* Task objective
All entries below must be given again word for word.

*** Data provided Section Begins ***

mod cache;
mod cell;
mod context;
mod heap;
mod shape;
mod value;
mod visitor;
mod weak;

pub use cache::{
    CacheEntry, CacheKind, CachedLookup, GlobalLookup, GlobalVariableCache,
    INLINE_CACHE_HISTORY, ObjectShapeCache, PropertyLookupCache,
    TemplateObjectCache,
};
pub use cell::{CellId, CellState, Handle, HeapObject};
pub use context::{
    CONTEXT_SIZE_CLASSES, ExecutionContext, ExecutionContextAllocator,
};
pub use heap::{
    AllocationError, BLOCK_SIZE, CELL_SIZE_CLASSES, CollectionType,
    GarbageCollectionStats, Heap, HeapSettings, Root,
};
pub use shape::{PrototypeChainValidity, Shape};
pub use value::{
    BOXED_PAYLOAD_BITS, BOXED_TAG_BITS, BOXED_TAG_PATTERN, BoxedTag,
    CANON_NAN_BITS, CELL_TAG_BITS, CELL_TAG_PATTERN, MAX_PAYLOAD_BITS,
    NEGATIVE_INFINITY_BITS, NEGATIVE_ZERO_BITS, POSITIVE_INFINITY_BITS,
    SUBNORMAL_PATTERN, TAG_PATTERN, Value,
};
pub use visitor::{Visitable, Visitor};
pub use weak::{Weak, WeakCell};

*** Data provided Section Ends ***

* Response for this exercise
mod cache;
mod cell;
mod context;
mod heap;
mod shape;
mod value;
mod visitor;
mod weak;

pub use cache::{
    CacheEntry, CacheKind, CachedLookup, GlobalLookup, GlobalVariableCache,
    INLINE_CACHE_HISTORY, ObjectShapeCache, PropertyLookupCache,
    TemplateObjectCache,
};
pub use cell::{CellId, CellState, Handle, HeapObject};
pub use context::{
    CONTEXT_SIZE_CLASSES, ExecutionContext, ExecutionContextAllocator,
};
pub use heap::{
    AllocationError, BLOCK_SIZE, CELL_SIZE_CLASSES, CollectionType,
    GarbageCollectionStats, Heap, HeapSettings, Root,
};
pub use shape::{PrototypeChainValidity, Shape};
pub use value::{
    BOXED_PAYLOAD_BITS, BOXED_TAG_BITS, BOXED_TAG_PATTERN, BoxedTag,
    CANON_NAN_BITS, CELL_TAG_BITS, CELL_TAG_PATTERN, MAX_PAYLOAD_BITS,
    NEGATIVE_INFINITY_BITS, NEGATIVE_ZERO_BITS, POSITIVE_INFINITY_BITS,
    SUBNORMAL_PATTERN, TAG_PATTERN, Value,
};
pub use visitor::{Visitable, Visitor};
pub use weak::{Weak, WeakCell};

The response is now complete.